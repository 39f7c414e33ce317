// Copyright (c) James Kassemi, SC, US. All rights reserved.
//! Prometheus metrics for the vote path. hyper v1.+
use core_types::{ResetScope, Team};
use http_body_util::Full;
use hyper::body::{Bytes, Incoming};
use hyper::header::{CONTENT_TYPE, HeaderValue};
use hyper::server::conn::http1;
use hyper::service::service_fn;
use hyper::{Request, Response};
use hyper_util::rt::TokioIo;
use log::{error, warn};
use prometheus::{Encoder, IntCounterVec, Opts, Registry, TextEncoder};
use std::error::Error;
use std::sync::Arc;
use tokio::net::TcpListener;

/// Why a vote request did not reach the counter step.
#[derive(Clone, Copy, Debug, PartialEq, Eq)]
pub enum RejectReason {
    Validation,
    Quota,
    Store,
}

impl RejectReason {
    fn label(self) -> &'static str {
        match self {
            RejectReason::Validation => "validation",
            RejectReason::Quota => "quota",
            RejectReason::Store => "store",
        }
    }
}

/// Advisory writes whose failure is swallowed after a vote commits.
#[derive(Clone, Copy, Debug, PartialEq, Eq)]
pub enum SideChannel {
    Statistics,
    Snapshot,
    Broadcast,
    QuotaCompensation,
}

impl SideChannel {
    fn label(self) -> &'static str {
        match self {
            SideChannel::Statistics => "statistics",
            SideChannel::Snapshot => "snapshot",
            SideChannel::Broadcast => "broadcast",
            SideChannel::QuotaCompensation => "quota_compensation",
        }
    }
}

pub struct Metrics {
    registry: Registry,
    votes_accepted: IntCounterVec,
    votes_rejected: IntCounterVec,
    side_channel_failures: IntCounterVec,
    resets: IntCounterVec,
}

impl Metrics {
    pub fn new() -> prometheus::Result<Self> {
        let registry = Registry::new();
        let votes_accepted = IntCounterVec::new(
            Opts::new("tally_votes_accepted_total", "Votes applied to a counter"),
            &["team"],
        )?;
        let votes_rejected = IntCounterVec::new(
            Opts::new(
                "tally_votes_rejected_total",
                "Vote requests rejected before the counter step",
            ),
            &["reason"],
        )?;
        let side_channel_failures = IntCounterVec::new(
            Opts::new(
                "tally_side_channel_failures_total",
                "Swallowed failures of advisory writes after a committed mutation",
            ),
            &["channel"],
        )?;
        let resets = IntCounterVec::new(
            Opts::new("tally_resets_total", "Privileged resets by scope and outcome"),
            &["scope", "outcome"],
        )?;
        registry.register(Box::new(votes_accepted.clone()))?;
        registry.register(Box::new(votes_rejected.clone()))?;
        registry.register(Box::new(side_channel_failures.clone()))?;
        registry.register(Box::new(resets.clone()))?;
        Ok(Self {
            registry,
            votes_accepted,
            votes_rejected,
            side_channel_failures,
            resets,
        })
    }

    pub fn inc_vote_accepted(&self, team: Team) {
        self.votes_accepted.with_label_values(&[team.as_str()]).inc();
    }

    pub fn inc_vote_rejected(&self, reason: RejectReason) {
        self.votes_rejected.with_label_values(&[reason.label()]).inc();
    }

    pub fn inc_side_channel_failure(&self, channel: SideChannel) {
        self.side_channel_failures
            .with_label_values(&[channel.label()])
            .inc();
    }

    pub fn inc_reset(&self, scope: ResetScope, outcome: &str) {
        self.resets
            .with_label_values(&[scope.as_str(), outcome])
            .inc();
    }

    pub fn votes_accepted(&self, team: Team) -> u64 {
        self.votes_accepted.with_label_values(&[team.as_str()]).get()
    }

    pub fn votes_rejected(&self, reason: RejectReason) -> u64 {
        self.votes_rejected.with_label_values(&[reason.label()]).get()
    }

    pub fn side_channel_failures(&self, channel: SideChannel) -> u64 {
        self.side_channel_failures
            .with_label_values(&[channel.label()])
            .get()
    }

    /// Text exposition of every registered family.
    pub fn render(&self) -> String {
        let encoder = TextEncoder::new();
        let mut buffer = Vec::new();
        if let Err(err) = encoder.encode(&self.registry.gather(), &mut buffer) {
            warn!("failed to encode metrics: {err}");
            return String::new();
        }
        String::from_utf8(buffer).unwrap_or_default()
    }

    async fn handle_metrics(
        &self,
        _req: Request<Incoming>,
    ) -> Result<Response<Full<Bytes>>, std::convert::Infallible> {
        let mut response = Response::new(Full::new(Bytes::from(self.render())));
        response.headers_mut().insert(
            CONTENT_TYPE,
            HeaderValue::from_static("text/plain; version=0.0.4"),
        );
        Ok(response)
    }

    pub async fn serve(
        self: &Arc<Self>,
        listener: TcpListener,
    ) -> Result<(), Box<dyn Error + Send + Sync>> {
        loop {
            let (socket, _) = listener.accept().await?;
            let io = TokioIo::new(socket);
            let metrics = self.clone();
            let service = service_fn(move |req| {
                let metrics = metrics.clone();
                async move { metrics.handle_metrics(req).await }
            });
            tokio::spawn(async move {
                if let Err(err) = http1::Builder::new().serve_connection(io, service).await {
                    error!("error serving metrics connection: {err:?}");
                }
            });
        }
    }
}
::::
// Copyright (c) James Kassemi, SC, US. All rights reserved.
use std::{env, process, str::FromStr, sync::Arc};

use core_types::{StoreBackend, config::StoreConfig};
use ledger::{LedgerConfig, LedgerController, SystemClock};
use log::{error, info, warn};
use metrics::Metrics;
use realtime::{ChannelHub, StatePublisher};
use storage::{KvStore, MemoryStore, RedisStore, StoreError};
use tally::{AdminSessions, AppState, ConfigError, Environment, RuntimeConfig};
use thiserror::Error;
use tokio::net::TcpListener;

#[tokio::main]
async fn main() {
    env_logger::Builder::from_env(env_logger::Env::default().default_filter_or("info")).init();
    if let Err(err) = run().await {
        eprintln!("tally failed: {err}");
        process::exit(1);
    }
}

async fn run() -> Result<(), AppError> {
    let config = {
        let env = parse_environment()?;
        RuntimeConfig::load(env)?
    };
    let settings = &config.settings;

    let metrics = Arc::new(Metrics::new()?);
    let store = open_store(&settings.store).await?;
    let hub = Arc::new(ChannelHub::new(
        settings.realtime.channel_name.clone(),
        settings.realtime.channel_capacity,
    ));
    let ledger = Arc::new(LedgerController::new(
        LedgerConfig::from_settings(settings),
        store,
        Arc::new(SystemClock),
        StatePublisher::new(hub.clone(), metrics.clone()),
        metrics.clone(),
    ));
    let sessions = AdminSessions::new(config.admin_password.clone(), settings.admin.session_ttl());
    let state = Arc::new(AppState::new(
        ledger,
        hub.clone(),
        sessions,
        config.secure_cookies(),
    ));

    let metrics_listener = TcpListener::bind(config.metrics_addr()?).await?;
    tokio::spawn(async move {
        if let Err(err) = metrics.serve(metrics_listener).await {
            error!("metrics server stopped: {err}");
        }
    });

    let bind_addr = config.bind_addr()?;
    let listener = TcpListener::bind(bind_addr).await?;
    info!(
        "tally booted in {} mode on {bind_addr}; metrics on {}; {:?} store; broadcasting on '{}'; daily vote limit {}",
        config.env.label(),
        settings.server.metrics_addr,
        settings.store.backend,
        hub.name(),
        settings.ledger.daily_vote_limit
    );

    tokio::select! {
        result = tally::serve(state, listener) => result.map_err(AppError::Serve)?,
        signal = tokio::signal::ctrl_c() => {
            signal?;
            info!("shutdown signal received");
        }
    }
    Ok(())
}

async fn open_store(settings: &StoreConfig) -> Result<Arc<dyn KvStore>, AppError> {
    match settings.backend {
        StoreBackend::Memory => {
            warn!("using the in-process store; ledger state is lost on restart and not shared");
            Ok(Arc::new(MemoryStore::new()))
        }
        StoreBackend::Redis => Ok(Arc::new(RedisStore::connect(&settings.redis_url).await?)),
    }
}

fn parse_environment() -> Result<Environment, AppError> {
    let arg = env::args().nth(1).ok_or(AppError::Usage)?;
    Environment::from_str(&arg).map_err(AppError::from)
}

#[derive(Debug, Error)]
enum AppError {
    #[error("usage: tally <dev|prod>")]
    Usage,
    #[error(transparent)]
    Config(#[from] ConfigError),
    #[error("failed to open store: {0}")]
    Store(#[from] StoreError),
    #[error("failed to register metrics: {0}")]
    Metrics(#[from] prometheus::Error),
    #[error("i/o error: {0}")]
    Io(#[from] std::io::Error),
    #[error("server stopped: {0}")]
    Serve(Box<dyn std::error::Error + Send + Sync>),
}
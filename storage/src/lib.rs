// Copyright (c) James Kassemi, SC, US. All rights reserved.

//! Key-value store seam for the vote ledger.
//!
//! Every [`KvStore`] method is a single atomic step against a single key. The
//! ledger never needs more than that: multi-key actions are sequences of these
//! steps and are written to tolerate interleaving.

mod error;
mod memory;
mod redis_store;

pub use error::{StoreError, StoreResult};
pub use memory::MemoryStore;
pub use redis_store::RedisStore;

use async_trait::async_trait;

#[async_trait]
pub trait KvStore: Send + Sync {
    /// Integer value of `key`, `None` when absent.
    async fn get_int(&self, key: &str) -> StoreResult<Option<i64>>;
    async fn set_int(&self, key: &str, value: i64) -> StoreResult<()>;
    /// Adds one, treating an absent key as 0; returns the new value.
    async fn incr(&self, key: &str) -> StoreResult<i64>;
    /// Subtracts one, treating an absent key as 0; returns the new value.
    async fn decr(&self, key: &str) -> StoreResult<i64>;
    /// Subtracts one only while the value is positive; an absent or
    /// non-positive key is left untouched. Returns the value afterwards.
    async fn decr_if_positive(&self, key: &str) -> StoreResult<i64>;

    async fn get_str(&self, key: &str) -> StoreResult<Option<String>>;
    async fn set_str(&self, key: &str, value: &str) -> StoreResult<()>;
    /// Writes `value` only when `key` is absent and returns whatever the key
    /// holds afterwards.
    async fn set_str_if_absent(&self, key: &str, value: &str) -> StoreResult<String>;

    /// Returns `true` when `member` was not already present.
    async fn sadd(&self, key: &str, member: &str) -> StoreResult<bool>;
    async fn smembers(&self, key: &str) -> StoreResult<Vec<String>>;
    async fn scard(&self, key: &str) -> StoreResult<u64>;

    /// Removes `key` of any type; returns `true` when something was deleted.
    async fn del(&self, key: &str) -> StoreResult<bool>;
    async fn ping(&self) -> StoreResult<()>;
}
::::
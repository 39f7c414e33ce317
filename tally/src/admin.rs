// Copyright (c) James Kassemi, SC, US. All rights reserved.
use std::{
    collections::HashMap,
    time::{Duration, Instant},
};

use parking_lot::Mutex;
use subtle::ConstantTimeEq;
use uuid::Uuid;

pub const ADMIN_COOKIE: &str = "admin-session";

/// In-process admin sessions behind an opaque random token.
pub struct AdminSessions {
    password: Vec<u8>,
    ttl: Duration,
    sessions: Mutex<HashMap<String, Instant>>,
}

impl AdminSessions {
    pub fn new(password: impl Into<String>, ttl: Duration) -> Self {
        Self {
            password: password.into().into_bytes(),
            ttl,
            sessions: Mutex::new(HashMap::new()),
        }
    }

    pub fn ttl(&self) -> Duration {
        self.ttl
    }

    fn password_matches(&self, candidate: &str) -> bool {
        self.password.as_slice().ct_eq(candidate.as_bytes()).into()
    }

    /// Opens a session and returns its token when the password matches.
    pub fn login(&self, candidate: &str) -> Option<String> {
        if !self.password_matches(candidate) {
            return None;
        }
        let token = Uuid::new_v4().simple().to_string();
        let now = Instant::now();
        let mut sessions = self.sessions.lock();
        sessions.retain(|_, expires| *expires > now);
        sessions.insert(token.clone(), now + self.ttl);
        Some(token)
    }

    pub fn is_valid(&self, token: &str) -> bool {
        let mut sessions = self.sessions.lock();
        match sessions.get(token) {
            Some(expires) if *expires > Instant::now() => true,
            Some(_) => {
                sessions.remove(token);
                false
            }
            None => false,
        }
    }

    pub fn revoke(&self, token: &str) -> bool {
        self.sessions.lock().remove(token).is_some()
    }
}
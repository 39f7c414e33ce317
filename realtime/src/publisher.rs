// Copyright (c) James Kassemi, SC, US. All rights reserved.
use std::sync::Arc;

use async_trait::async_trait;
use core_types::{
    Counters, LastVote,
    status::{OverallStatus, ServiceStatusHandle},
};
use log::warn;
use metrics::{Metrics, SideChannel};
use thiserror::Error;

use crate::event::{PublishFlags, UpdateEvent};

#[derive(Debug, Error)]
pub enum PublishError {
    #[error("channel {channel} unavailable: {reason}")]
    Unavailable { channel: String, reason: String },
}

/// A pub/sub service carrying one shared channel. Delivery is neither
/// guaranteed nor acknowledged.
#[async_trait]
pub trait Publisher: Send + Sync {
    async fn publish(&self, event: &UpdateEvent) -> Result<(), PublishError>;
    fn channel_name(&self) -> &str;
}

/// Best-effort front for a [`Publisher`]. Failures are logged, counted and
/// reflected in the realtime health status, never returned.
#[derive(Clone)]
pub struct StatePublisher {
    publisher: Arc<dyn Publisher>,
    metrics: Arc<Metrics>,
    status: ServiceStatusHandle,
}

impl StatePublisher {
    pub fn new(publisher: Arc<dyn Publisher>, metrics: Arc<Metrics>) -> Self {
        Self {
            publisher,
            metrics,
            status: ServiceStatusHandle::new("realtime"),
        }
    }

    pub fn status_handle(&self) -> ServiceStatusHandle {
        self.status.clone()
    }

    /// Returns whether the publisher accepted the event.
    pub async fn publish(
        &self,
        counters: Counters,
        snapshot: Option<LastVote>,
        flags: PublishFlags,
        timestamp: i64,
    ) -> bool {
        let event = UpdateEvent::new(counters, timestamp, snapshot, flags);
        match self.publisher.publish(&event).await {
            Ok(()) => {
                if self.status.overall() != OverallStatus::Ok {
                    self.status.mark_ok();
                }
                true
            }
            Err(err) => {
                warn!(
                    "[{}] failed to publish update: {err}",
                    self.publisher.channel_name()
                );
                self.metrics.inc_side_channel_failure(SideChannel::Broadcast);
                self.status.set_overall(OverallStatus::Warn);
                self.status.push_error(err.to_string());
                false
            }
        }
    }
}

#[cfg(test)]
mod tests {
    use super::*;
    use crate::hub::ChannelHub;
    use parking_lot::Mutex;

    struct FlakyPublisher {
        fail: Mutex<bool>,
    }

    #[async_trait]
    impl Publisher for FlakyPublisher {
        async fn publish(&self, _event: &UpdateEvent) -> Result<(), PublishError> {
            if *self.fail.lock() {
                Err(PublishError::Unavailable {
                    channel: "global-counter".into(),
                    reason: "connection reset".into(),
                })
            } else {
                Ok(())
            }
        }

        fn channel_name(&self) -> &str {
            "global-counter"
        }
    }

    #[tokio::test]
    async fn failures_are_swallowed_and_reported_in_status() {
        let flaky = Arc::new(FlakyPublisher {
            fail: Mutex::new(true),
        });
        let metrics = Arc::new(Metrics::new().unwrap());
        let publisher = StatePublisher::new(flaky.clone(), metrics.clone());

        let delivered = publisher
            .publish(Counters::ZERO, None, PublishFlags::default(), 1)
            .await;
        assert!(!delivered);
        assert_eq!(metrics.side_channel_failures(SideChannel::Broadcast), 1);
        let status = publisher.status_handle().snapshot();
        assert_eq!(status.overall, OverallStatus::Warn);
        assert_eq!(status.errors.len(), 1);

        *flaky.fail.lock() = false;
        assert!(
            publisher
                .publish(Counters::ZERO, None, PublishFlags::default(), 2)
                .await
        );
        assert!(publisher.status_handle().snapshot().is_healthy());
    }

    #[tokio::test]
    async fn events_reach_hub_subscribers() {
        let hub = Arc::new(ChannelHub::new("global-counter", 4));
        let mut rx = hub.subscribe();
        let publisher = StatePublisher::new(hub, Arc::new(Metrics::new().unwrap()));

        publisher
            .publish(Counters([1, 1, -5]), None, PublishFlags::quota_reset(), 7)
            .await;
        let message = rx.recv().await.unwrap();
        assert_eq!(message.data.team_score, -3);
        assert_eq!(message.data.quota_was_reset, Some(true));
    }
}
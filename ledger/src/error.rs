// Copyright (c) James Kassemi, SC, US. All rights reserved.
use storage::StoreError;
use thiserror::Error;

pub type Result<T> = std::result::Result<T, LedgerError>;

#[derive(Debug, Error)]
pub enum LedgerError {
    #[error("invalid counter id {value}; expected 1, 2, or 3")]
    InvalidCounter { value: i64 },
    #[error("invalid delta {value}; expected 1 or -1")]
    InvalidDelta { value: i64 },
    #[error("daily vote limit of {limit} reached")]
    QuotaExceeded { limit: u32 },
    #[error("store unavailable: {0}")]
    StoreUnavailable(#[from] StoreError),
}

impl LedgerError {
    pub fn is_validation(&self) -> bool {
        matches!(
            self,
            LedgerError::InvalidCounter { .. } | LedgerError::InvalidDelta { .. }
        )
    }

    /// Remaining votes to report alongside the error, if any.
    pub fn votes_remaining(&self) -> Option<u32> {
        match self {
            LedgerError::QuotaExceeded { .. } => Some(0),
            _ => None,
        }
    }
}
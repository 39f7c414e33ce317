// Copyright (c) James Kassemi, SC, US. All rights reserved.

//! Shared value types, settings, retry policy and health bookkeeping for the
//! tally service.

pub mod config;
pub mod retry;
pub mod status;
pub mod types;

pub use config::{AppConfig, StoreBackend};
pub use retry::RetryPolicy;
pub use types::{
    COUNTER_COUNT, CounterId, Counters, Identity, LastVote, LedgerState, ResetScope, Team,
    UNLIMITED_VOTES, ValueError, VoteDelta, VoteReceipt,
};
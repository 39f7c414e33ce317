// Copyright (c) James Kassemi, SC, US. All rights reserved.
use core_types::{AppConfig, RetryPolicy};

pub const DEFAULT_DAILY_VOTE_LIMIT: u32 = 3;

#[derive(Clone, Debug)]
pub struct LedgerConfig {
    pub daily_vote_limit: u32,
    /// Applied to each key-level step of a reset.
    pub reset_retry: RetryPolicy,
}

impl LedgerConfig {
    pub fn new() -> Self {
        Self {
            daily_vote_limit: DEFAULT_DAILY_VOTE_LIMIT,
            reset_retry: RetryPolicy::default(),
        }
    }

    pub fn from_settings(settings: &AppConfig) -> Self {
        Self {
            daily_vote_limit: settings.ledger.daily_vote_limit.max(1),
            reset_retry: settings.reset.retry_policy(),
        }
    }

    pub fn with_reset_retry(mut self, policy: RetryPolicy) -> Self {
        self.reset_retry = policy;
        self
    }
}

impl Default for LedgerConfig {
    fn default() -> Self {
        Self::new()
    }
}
::::
- **What is needed**
Scan the material for the word "StoreBackend". Return every line where it is found.

- **Task solution**
use core_types::{StoreBackend, config::StoreConfig};
        StoreBackend::Memory => {
        StoreBackend::Redis => Ok(Arc::new(RedisStore::connect(&settings.redis_url).await?)),
pub use config::{AppConfig, StoreBackend};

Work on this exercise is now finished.